ATI RN
ATI Nutrition Practice Test B 2019
1. The nurse is completing a nutritional assessment on a client. Which statement made by the client is most concerning to the nurse?
- A. "I notice when I take a vitamin E supplement, I bruise more easily."
- B. "I work nights and rarely go outside during the day."
- C. "I take warfarin, so I need to limit the amount of green leafy vegetables I eat."
- D. "My vitamin supplement has the recommended daily allowance of vitamin A."
Correct answer: A
Rationale: The correct answer is A. Excessive intake of vitamin E can increase the risk of bleeding as it acts as a blood thinner. Bruising easily may indicate too much vitamin E. Choice B is not as concerning as it describes a lifestyle that may lead to vitamin D deficiency due to lack of sunlight exposure. Choice C shows awareness of the interaction between warfarin and vitamin K, which is expected. Choice D indicates knowledge of the vitamin A content in the supplement, which is not a cause for concern.

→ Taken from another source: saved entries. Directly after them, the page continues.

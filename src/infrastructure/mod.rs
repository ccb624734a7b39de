pub mod models;
pub mod order_repo;
pub mod payment_gateway;
//! JSend response envelope: `success` and `fail` carry `data`, `error` carries `message`.

use serde::Serialize;

#[derive(Debug, Serialize)]
#[serde(tag = "status", rename_all = "lowercase")]
pub enum JSend<T> {
    Success { data: T },
    Fail { data: T },
    Error { message: String },
}

impl<T: Serialize> JSend<T> {
    pub fn success(data: T) -> Self {
        JSend::Success { data }
    }

    pub fn fail(data: T) -> Self {
        JSend::Fail { data }
    }
}

impl JSend<()> {
    pub fn error(message: impl Into<String>) -> Self {
        JSend::Error {
            message: message.into(),
        }
    }
}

2. A nurse is providing nutritional information to a client with osteoporosis. Which food should the nurse recommend as being the highest in calcium?
- A. 1 cup carrot strips
- B. 3 oz canned salmon
- C. 1 plain baked potato
- D. 1 cup chopped chicken breast
Correct answer: B
Rationale: Canned salmon with bones is high in calcium.
3. Mr. Bradley has been advised to limit his dairy product intake. What principle regarding fluid intake should be followed?

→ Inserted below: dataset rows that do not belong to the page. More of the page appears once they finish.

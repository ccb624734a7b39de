pub mod application;
pub mod auth;
pub mod config;
pub mod db;
pub mod domain;
pub mod errors;
pub mod handlers;
pub mod infrastructure;
pub mod jsend;
pub mod openapi;
pub mod schema;

use std::sync::Arc;

use actix_web::{middleware::Logger, web, App, HttpServer};
use diesel_migrations::{embed_migrations, EmbeddedMigrations, MigrationHarness};
use utoipa::OpenApi;
use utoipa_swagger_ui::SwaggerUi;

use application::order_service::OrderService;
use auth::JwtVerifier;
use domain::payment::PaymentRegistry;
use domain::ports::PaymentGateway;
use errors::AppError;
use infrastructure::order_repo::DieselOrderRepository;

pub use config::AppConfig;
pub use db::{create_pool, DbPool};
pub use infrastructure::payment_gateway::HttpPaymentGateway;

pub const MIGRATIONS: EmbeddedMigrations = embed_migrations!("migrations");

/// Run any pending Diesel migrations against the pool's database.
pub fn run_migrations(pool: &DbPool) {
    let mut conn = pool.get().expect("Failed to get DB connection for migrations");
    conn.run_pending_migrations(MIGRATIONS)
        .expect("Failed to run database migrations");
}

/// Malformed bodies get the same JSend `fail` envelope as any other bad input.
fn json_config() -> web::JsonConfig {
    web::JsonConfig::default().error_handler(|err, _req| {
        AppError::BadRequest(format!("Invalid request body: {err}")).into()
    })
}

fn query_config() -> web::QueryConfig {
    web::QueryConfig::default().error_handler(|err, _req| {
        AppError::BadRequest(format!("Invalid query string: {err}")).into()
    })
}

/// Build and return an actix-web `Server` bound to `host:port`.
///
/// `gateway` is the payment provider every checkout charges through; tests
/// pass a fake here. The caller is responsible for `.await`-ing (or
/// `tokio::spawn`-ing) the returned server.
pub fn build_server(
    pool: DbPool,
    gateway: Arc<dyn PaymentGateway>,
    jwt_secret: &str,
    host: &str,
    port: u16,
) -> std::io::Result<actix_web::dev::Server> {
    let orders = web::Data::new(OrderService::new(
        DieselOrderRepository::new(pool),
        PaymentRegistry::with_gateway(gateway),
    ));
    let verifier = web::Data::new(JwtVerifier::new(jwt_secret));
    let api_doc = openapi::ApiDoc::openapi();

    Ok(HttpServer::new(move || {
        App::new()
            .app_data(orders.clone())
            .app_data(verifier.clone())
            .app_data(json_config())
            .app_data(query_config())
            .wrap(Logger::default())
            .service(
                web::scope("/orders")
                    .route("", web::post().to(handlers::orders::create_order))
                    .route("", web::get().to(handlers::orders::list_orders))
                    .route("/{id}", web::get().to(handlers::orders::get_order)),
            )
            .service(
                SwaggerUi::new("/swagger-ui/{_:.*}").url("/api-docs/openapi.json", api_doc.clone()),
            )
    })
    .bind((host.to_string(), port))?
    .run())
}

- A. Gelatin, soups, fruit ices, and frozen fruit bars contribute to your fluid intake
- B. Drink milk in moderation
- C. Increase fiber intake
- D. Limit protein intake
Correct answer: A
Rationale: For patients with kidney disease, it's important to manage fluid intake from all sources, including foods like gelatin and soups, which can contribute to fluid overload.

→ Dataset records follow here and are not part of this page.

use std::sync::Arc;
use std::time::Duration;

use axum::extract::State;
use axum::routing::post;
use axum::{Json, Router};
use da_light_client::catchup::{CatchUpLoop, PollSettings, Tick};
use da_light_client::verify::{
    BlockVerifier, MatrixDimensions, SamplingStrategy, StructuralVerifier, VerifierPool, COMMITMENT_SIZE,
};
use da_light_client::{BlockOutcome, SampleTally};
use da_rpc_client::{ChainClient, ClientConfig, RpcChainClient};
use serde_json::{json, Value};
use tokio::net::TcpListener;

const COLS: u32 = 4;
const ROWS: u32 = 4;

struct Node {
    head: u64,
    /// Blocks whose commitment root is one column short.
    short_root: Option<u64>,
}

fn commitment_root(cols: u32) -> Vec<u8> {
    let mut root = vec![0x33; COMMITMENT_SIZE * cols as usize];
    for chunk in root.chunks_mut(COMMITMENT_SIZE) {
        chunk[0] = 0x80;
    }
    root
}

fn header(node: &Node, number: u64) -> Value {
    let cols = if node.short_root == Some(number) { COLS - 1 } else { COLS };
    json!({
        "number": format!("0x{number:x}"),
        "parentHash": format!("0x{:064x}", number.saturating_sub(1)),
        "extrinsicsRoot": { "commitment": commitment_root(cols) }
    })
}

async fn handle(State(node): State<Arc<Node>>, Json(request): Json<Value>) -> Json<Value> {
    let params = &request["params"];
    let result = match request["method"].as_str().unwrap_or_default() {
        "chain_getHeader" => header(&node, node.head),
        "chain_getBlockHash" => json!(format!("0x{:064x}", params[0].as_u64().unwrap_or_default())),
        "chain_getBlock" => {
            let hash = params[0].as_str().unwrap_or_default().trim_start_matches("0x");
            let number = u64::from_str_radix(hash, 16).unwrap_or_default();
            json!({ "block": { "header": header(&node, number), "extrinsics": [] } })
        }
        "kate_queryProof" => {
            let mut proof = vec![0xa0u8];
            proof.resize(80, 0x44);
            json!(format!("0x{}", hex::encode(&proof)))
        }
        _ => Value::Null,
    };

    Json(json!({ "id": request["id"], "jsonrpc": "2.0", "result": result }))
}

async fn spawn_node(node: Node) -> Arc<dyn ChainClient> {
    let app = Router::new().route("/", post(handle)).with_state(Arc::new(node));
    let listener = TcpListener::bind("127.0.0.1:0").await.unwrap();
    let addr = listener.local_addr().unwrap();
    tokio::spawn(async move {
        axum::serve(listener, app).await.unwrap();
    });

    let config = ClientConfig::new(format!("http://{addr}"), Duration::from_secs(5));
    Arc::new(RpcChainClient::new(config).unwrap())
}

fn catch_up_loop(client: Arc<dyn ChainClient>) -> CatchUpLoop {
    let pool = VerifierPool::new(Arc::new(StructuralVerifier), 3, Duration::from_secs(5));
    let sampler = SamplingStrategy::new(MatrixDimensions::new(ROWS, COLS), false);
    let verifier = BlockVerifier::new(client.clone(), Arc::new(pool), sampler, 3);
    CatchUpLoop::new(client, verifier, PollSettings::default())
}

#[tokio::test]
async fn test_catch_up_over_http() {
    let client = spawn_node(Node {
        head: 3,
        short_root: Some(2),
    })
    .await;
    let mut catch_up = catch_up_loop(client);

    catch_up.connect(1).await.unwrap();
    let Tick::CaughtUp(summary) = catch_up.tick().await else {
        panic!("expected the loop to catch up");
    };

    assert_eq!(catch_up.watermark(), 3);
    assert_eq!(summary.reports.len(), 3);
    assert!(summary.skipped.is_empty());

    let all_valid = BlockOutcome::Sampled(SampleTally {
        valid: 3,
        invalid: 0,
        failed: 0,
    });
    assert_eq!(summary.reports[0].outcome, all_valid);
    assert!(matches!(summary.reports[1].outcome, BlockOutcome::Malformed(_)));
    assert_eq!(summary.reports[2].outcome, all_valid);
}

4. Mang David, A 27 year old psychiatric client was admitted with a diagnosis of schizophrenia. During the morning assessment, Mang David shouted “Did you know that I am the top salesman in the world? Different companies want me!†As a nurse, you know that this is an example of:
- A. Hallucination
- B. Delusion
- C. Confabulation
- D. Flight of Ideas
Correct answer: B
Rationale: Nursing interventions should be grounded in a deep understanding of the physiological processes involved, ensuring that care provided is both effective and efficient.
5. Diet therapy for Rudy, who has acute renal failure is low-protein, low potassium and low sodium. The nutrition instructions should include:
- A. Recommend protein of high biologic value like eggs, poultry and lean meats
- B. Encourage client to include raw cucumbers, carrot, cabbage, and tomatoes
- C. Allowing the client cheese, canned foods and other processed food
- D. Bananas, cantaloupe, orange and other fresh fruits can be included in the diet
Correct answer: B
Rationale: Nursing interventions should be grounded in a deep understanding of the physiological processes involved, ensuring that care provided is both effective and efficient.